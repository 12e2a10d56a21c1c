//! Weighted matcher — scores a user vector against every boss profile and picks the best.
//!
//! Per dimension, `diff = |user - profile|`:
//! - similarity dimensions: `max(0, 100 - diff)`
//! - complementarity dimensions: `max(0, 100 - |diff - 30|)`
//!
//! overall = round(Σ(score_i × weight_i) / Σ(weight_i))
//!
//! Best-match selection walks the catalog in order and only replaces the
//! running best on a strictly greater score, so ties go to the earlier profile.

use rand::Rng;
use serde::{Deserialize, Serialize};
use thiserror::Error;
use tracing::debug;

use crate::catalog::{BossProfile, Catalog, Dimension, ProfileVector};
use crate::matching::explain::{generate_detailed_analysis, generate_reason};

/// Gap at which a complementarity dimension scores a perfect 100.
pub const IDEAL_COMPLEMENT_GAP: f64 = 30.0;

const WEAK_THRESHOLD: f64 = 50.0;
const STRONG_THRESHOLD: f64 = 70.0;

// ────────────────────────────────────────────────────────────────────────────
// Output data models
// ────────────────────────────────────────────────────────────────────────────

#[derive(Debug, Clone, Serialize, Deserialize)]
pub struct MatchResult {
    pub boss_id: String,
    pub match_score: u32,     // 0 – 100
    pub growth_score: u32,    // 0 – 100
    pub stability_score: u32, // 0 – 100
    pub challenge_score: u32, // 0 – 100
    pub synergy_points: Vec<String>,
    pub reason: String,
    pub detailed_analysis: String,
}

/// One boss with its overall score, used for the full ranking view.
#[derive(Debug, Clone, Serialize, Deserialize)]
pub struct ProfileScore {
    pub boss_id: String,
    pub name: String,
    pub match_score: u32,
}

/// Radar-chart row: one dimension, both values and the gap.
#[derive(Debug, Clone, Serialize, Deserialize)]
pub struct DimensionComparison {
    pub dimension: Dimension,
    pub label: String,
    pub user: f64,
    pub profile: f64,
    pub diff: f64,
}

#[derive(Debug, Error, PartialEq)]
pub enum MatchError {
    #[error("catalog has no profiles to match against")]
    EmptyCatalog,
}

// ────────────────────────────────────────────────────────────────────────────
// Dimension and overall scores
// ────────────────────────────────────────────────────────────────────────────

/// Score for a single dimension gap, 0 – 100.
pub fn dimension_score(diff: f64, similarity: bool) -> f64 {
    if similarity {
        (100.0 - diff).max(0.0)
    } else {
        (100.0 - (diff - IDEAL_COMPLEMENT_GAP).abs()).max(0.0)
    }
}

/// Weighted mean of the six dimension scores, rounded to an integer.
pub fn score_profile(user: &ProfileVector, profile: &ProfileVector, catalog: &Catalog) -> u32 {
    let mut weighted_score = 0.0_f64;
    let mut total_weight = 0.0_f64;

    for spec in catalog.dimensions() {
        let diff = (user.get(spec.dimension) - profile.get(spec.dimension)).abs();
        weighted_score += dimension_score(diff, spec.similarity) * spec.weight;
        total_weight += spec.weight;
    }

    if total_weight > 0.0 {
        (weighted_score / total_weight).round().clamp(0.0, 100.0) as u32
    } else {
        0
    }
}

/// Every catalog profile with its overall score, in catalog order.
pub fn rank_profiles(user: &ProfileVector, catalog: &Catalog) -> Vec<ProfileScore> {
    catalog
        .bosses()
        .iter()
        .map(|boss| ProfileScore {
            boss_id: boss.id.clone(),
            name: boss.name.clone(),
            match_score: score_profile(user, &boss.scores, catalog),
        })
        .collect()
}

// ────────────────────────────────────────────────────────────────────────────
// Derived sub-scores
// ────────────────────────────────────────────────────────────────────────────

/// Growth: how hard the profile pulls on the user's weak dimensions,
/// plus a hands-on management bonus.
pub fn growth_score(user: &ProfileVector, profile: &ProfileVector) -> u32 {
    let mut potential: f64 = Dimension::ALL
        .iter()
        .filter(|&&d| user.get(d) < WEAK_THRESHOLD && profile.get(d) > STRONG_THRESHOLD)
        .map(|&d| (profile.get(d) - user.get(d)) / 2.0)
        .sum();

    potential += profile.management * 0.3;

    (potential + 50.0).round().min(100.0) as u32
}

/// Stability: alignment on communication, teamwork and environment,
/// blended with the profile's own teamwork.
pub fn stability_score(user: &ProfileVector, profile: &ProfileVector) -> u32 {
    let communication = (user.communication - profile.communication).abs();
    let teamwork = (user.teamwork - profile.teamwork).abs();
    let environment = (user.environment - profile.environment).abs();

    let avg_diff = (communication + teamwork + environment) / 3.0;
    let base = (100.0 - avg_diff).max(0.0);

    (base * 0.7 + profile.teamwork * 0.3).round() as u32
}

/// Challenge: pace and appetite for change, plus autonomy (low management).
pub fn challenge_score(profile: &ProfileVector) -> u32 {
    let level =
        profile.action * 0.4 + profile.environment * 0.4 + (100.0 - profile.management) * 0.2;
    level.round().min(100.0) as u32
}

pub fn compare_dimensions(
    user: &ProfileVector,
    profile: &ProfileVector,
    catalog: &Catalog,
) -> Vec<DimensionComparison> {
    catalog
        .dimensions()
        .iter()
        .map(|spec| {
            let u = user.get(spec.dimension);
            let p = profile.get(spec.dimension);
            DimensionComparison {
                dimension: spec.dimension,
                label: spec.label.clone(),
                user: u,
                profile: p,
                diff: (u - p).abs(),
            }
        })
        .collect()
}

// ────────────────────────────────────────────────────────────────────────────
// Best match
// ────────────────────────────────────────────────────────────────────────────

/// Picks the best profile for `user` and explains the pairing.
///
/// The only randomness is the reason-template choice, drawn from `rng`.
pub fn find_best_match<R: Rng + ?Sized>(
    user: &ProfileVector,
    catalog: &Catalog,
    rng: &mut R,
) -> Result<MatchResult, MatchError> {
    let mut best: Option<(&BossProfile, u32)> = None;

    for boss in catalog.bosses() {
        let score = score_profile(user, &boss.scores, catalog);
        debug!("Profile {} scored {score}", boss.id);
        let is_better = match best {
            Some((_, best_score)) => score > best_score,
            None => true,
        };
        if is_better {
            best = Some((boss, score));
        }
    }

    let (boss, match_score) = best.ok_or(MatchError::EmptyCatalog)?;

    Ok(MatchResult {
        boss_id: boss.id.clone(),
        match_score,
        growth_score: growth_score(user, &boss.scores),
        stability_score: stability_score(user, &boss.scores),
        challenge_score: challenge_score(&boss.scores),
        synergy_points: boss.tags.clone(),
        reason: generate_reason(user, boss, catalog, rng),
        detailed_analysis: generate_detailed_analysis(user, boss, catalog),
    })
}

#[cfg(test)]
mod tests {
    use super::*;
    use crate::catalog::builtin;
    use rand::rngs::StdRng;
    use rand::SeedableRng;

    fn v(a: f64, c: f64, m: f64, e: f64, f: f64, t: f64) -> ProfileVector {
        ProfileVector {
            action: a,
            communication: c,
            management: m,
            environment: e,
            feedback: f,
            teamwork: t,
        }
    }

    fn catalog() -> Catalog {
        Catalog::builtin().unwrap()
    }

    #[test]
    fn test_similarity_dimension_bounds() {
        assert_eq!(dimension_score(0.0, true), 100.0);
        assert_eq!(dimension_score(100.0, true), 0.0);
        assert_eq!(dimension_score(40.0, true), 60.0);
    }

    #[test]
    fn test_complementarity_peaks_at_ideal_gap() {
        assert_eq!(dimension_score(30.0, false), 100.0);
        assert_eq!(dimension_score(0.0, false), 70.0);
        assert_eq!(dimension_score(60.0, false), 70.0);
        assert_eq!(dimension_score(100.0, false), 30.0);
    }

    #[test]
    fn test_dimension_score_always_in_range() {
        for diff in 0..=100 {
            for similarity in [true, false] {
                let s = dimension_score(diff as f64, similarity);
                assert!((0.0..=100.0).contains(&s), "diff {diff} gave {s}");
            }
        }
    }

    #[test]
    fn test_identical_vector_with_similarity_only_scores_100() {
        let mut file = builtin::catalog_file();
        for d in &mut file.dimensions {
            d.similarity = true;
        }
        let catalog = Catalog::from_file(file).unwrap();
        let user = v(90.0, 20.0, 30.0, 90.0, 20.0, 70.0);
        assert_eq!(score_profile(&user, &user, &catalog), 100);
    }

    #[test]
    fn test_identical_vector_against_builtin_weights() {
        // Complementarity dimensions score 70 at diff 0:
        // (100*(1.2+1.5+1.1+1.3) + 70*(1.0+1.0)) / 7.1 = 91.55
        let catalog = catalog();
        let user = v(90.0, 20.0, 30.0, 90.0, 20.0, 70.0);
        assert_eq!(score_profile(&user, &user, &catalog), 92);
    }

    #[test]
    fn test_end_to_end_identical_catalog_entry_scores_100() {
        // Single-profile catalog whose vector equals the user's, with every
        // dimension treated as similarity-preferred.
        let user = v(90.0, 20.0, 30.0, 90.0, 20.0, 70.0);
        let mut file = builtin::catalog_file();
        for d in &mut file.dimensions {
            d.similarity = true;
        }
        file.bosses.truncate(1);
        file.bosses[0].scores = user;
        let catalog = Catalog::from_file(file).unwrap();

        let mut rng = StdRng::seed_from_u64(7);
        let result = find_best_match(&user, &catalog, &mut rng).unwrap();
        assert_eq!(result.match_score, 100);
        assert_eq!(result.boss_id, "b1");
    }

    #[test]
    fn test_scores_are_independent_of_catalog_order() {
        let user = v(60.0, 40.0, 55.0, 70.0, 35.0, 80.0);
        let forward = catalog();
        let mut file = builtin::catalog_file();
        file.bosses.reverse();
        let reversed = Catalog::from_file(file).unwrap();

        for boss in forward.bosses() {
            let other = reversed.boss(&boss.id).unwrap();
            assert_eq!(
                score_profile(&user, &boss.scores, &forward),
                score_profile(&user, &other.scores, &reversed)
            );
        }
    }

    #[test]
    fn test_ties_keep_first_profile_in_catalog_order() {
        let mut file = builtin::catalog_file();
        let twin = file.bosses[0].scores;
        file.bosses[2].scores = twin;
        file.bosses[2].id = "b3-twin".to_string();

        let mut rng = StdRng::seed_from_u64(1);
        let catalog = Catalog::from_file(file.clone()).unwrap();
        let result = find_best_match(&twin, &catalog, &mut rng).unwrap();
        assert_eq!(result.boss_id, "b1");

        // Move the twin ahead of the original: it now wins the tie.
        file.bosses.swap(0, 2);
        let catalog = Catalog::from_file(file).unwrap();
        let result = find_best_match(&twin, &catalog, &mut rng).unwrap();
        assert_eq!(result.boss_id, "b3-twin");
    }

    #[test]
    fn test_best_match_for_logical_user_is_b3() {
        let catalog = catalog();
        let user = v(40.0, 20.0, 50.0, 30.0, 20.0, 40.0);
        let mut rng = StdRng::seed_from_u64(3);
        let result = find_best_match(&user, &catalog, &mut rng).unwrap();
        assert_eq!(result.boss_id, "b3");
        assert_eq!(result.synergy_points, vec!["論理的", "冷静沈着", "公平性"]);
    }

    #[test]
    fn test_rank_profiles_keeps_catalog_order() {
        let catalog = catalog();
        let ranking = rank_profiles(&ProfileVector::neutral(), &catalog);
        let ids: Vec<&str> = ranking.iter().map(|p| p.boss_id.as_str()).collect();
        assert_eq!(ids, vec!["b1", "b2", "b3", "b4"]);
        assert!(ranking.iter().all(|p| p.match_score <= 100));
    }

    #[test]
    fn test_growth_score_counts_weak_dimensions_only() {
        let user = v(30.0, 60.0, 50.0, 40.0, 50.0, 50.0);
        let boss = v(90.0, 90.0, 0.0, 80.0, 50.0, 50.0);
        // action: (90-30)/2 = 30; environment: (80-40)/2 = 20; communication not weak
        assert_eq!(growth_score(&user, &boss), 100);

        let boss = v(72.0, 90.0, 0.0, 50.0, 50.0, 50.0);
        // action: (72-30)/2 = 21 → 71
        assert_eq!(growth_score(&user, &boss), 71);
    }

    #[test]
    fn test_growth_score_adds_management_bonus() {
        let user = ProfileVector::neutral();
        let boss = v(50.0, 50.0, 80.0, 50.0, 50.0, 50.0);
        // 80 * 0.3 = 24 → 74
        assert_eq!(growth_score(&user, &boss), 74);
    }

    #[test]
    fn test_growth_score_monotonic_in_gap() {
        let boss = v(80.0, 50.0, 20.0, 50.0, 50.0, 50.0);
        let mut last = 0;
        for user_action in (0..50).rev() {
            let user = v(user_action as f64, 50.0, 50.0, 50.0, 50.0, 50.0);
            let score = growth_score(&user, &boss);
            assert!(score >= last, "growth dropped at user action {user_action}");
            last = score;
        }
    }

    #[test]
    fn test_growth_score_capped_at_100() {
        let user = v(0.0, 0.0, 0.0, 0.0, 0.0, 0.0);
        let boss = v(100.0, 100.0, 100.0, 100.0, 100.0, 100.0);
        assert_eq!(growth_score(&user, &boss), 100);
    }

    #[test]
    fn test_stability_score() {
        let user = v(50.0, 60.0, 50.0, 80.0, 50.0, 70.0);
        let boss = v(0.0, 90.0, 0.0, 50.0, 0.0, 100.0);
        // diffs 30, 30, 30 → base 70 → 70*0.7 + 100*0.3 = 79
        assert_eq!(stability_score(&user, &boss), 79);
    }

    #[test]
    fn test_challenge_score() {
        let boss = v(90.0, 60.0, 30.0, 90.0, 40.0, 70.0);
        // 36 + 36 + 14 = 86
        assert_eq!(challenge_score(&boss), 86);
        let boss = v(100.0, 0.0, 0.0, 100.0, 0.0, 0.0);
        assert_eq!(challenge_score(&boss), 100);
    }

    #[test]
    fn test_sub_scores_for_b1() {
        let catalog = catalog();
        let b1 = &catalog.boss("b1").unwrap().scores;
        let user = v(90.0, 20.0, 30.0, 90.0, 20.0, 70.0);
        // growth: no weak dimension under a >70 profile value → 30*0.3 + 50 = 59
        assert_eq!(growth_score(&user, b1), 59);
        // stability: diffs 40, 0, 0 → avg 13.33 → 86.67*0.7 + 21 = 81.67 → 82
        assert_eq!(stability_score(&user, b1), 82);
        assert_eq!(challenge_score(b1), 86);
    }

    #[test]
    fn test_compare_dimensions_lists_all_six() {
        let catalog = catalog();
        let b2 = &catalog.boss("b2").unwrap().scores;
        let rows = compare_dimensions(&ProfileVector::neutral(), b2, &catalog);
        assert_eq!(rows.len(), 6);
        assert_eq!(rows[5].dimension, Dimension::Teamwork);
        assert_eq!(rows[5].diff, 45.0);
    }
}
*-*-*
# Your goal
Give the lines of the material above again, exactly, from its first line through the line that contains "gap, 0 – 100." and no further.

# Task solution
repository 12e2a10d56a21c1c
//! Weighted matcher — scores a user vector against every boss profile and picks the best.
//!
//! Per dimension, `diff = |user - profile|`:
//! - similarity dimensions: `max(0, 100 - diff)`
//! - complementarity dimensions: `max(0, 100 - |diff - 30|)`
//!
//! overall = round(Σ(score_i × weight_i) / Σ(weight_i))
//!
//! Best-match selection walks the catalog in order and only replaces the
//! running best on a strictly greater score, so ties go to the earlier profile.

use rand::Rng;
use serde::{Deserialize, Serialize};
use thiserror::Error;
use tracing::debug;

use crate::catalog::{BossProfile, Catalog, Dimension, ProfileVector};
use crate::matching::explain::{generate_detailed_analysis, generate_reason};

/// Gap at which a complementarity dimension scores a perfect 100.
pub const IDEAL_COMPLEMENT_GAP: f64 = 30.0;

const WEAK_THRESHOLD: f64 = 50.0;
const STRONG_THRESHOLD: f64 = 70.0;

// ────────────────────────────────────────────────────────────────────────────
// Output data models
// ────────────────────────────────────────────────────────────────────────────

#[derive(Debug, Clone, Serialize, Deserialize)]
pub struct MatchResult {
    pub boss_id: String,
    pub match_score: u32,     // 0 – 100
    pub growth_score: u32,    // 0 – 100
    pub stability_score: u32, // 0 – 100
    pub challenge_score: u32, // 0 – 100
    pub synergy_points: Vec<String>,
    pub reason: String,
    pub detailed_analysis: String,
}

/// One boss with its overall score, used for the full ranking view.
#[derive(Debug, Clone, Serialize, Deserialize)]
pub struct ProfileScore {
    pub boss_id: String,
    pub name: String,
    pub match_score: u32,
}

/// Radar-chart row: one dimension, both values and the gap.
#[derive(Debug, Clone, Serialize, Deserialize)]
pub struct DimensionComparison {
    pub dimension: Dimension,
    pub label: String,
    pub user: f64,
    pub profile: f64,
    pub diff: f64,
}

#[derive(Debug, Error, PartialEq)]
pub enum MatchError {
    #[error("catalog has no profiles to match against")]
    EmptyCatalog,
}

// ────────────────────────────────────────────────────────────────────────────
// Dimension and overall scores
// ────────────────────────────────────────────────────────────────────────────

/// Score for a single dimension gap, 0 – 100.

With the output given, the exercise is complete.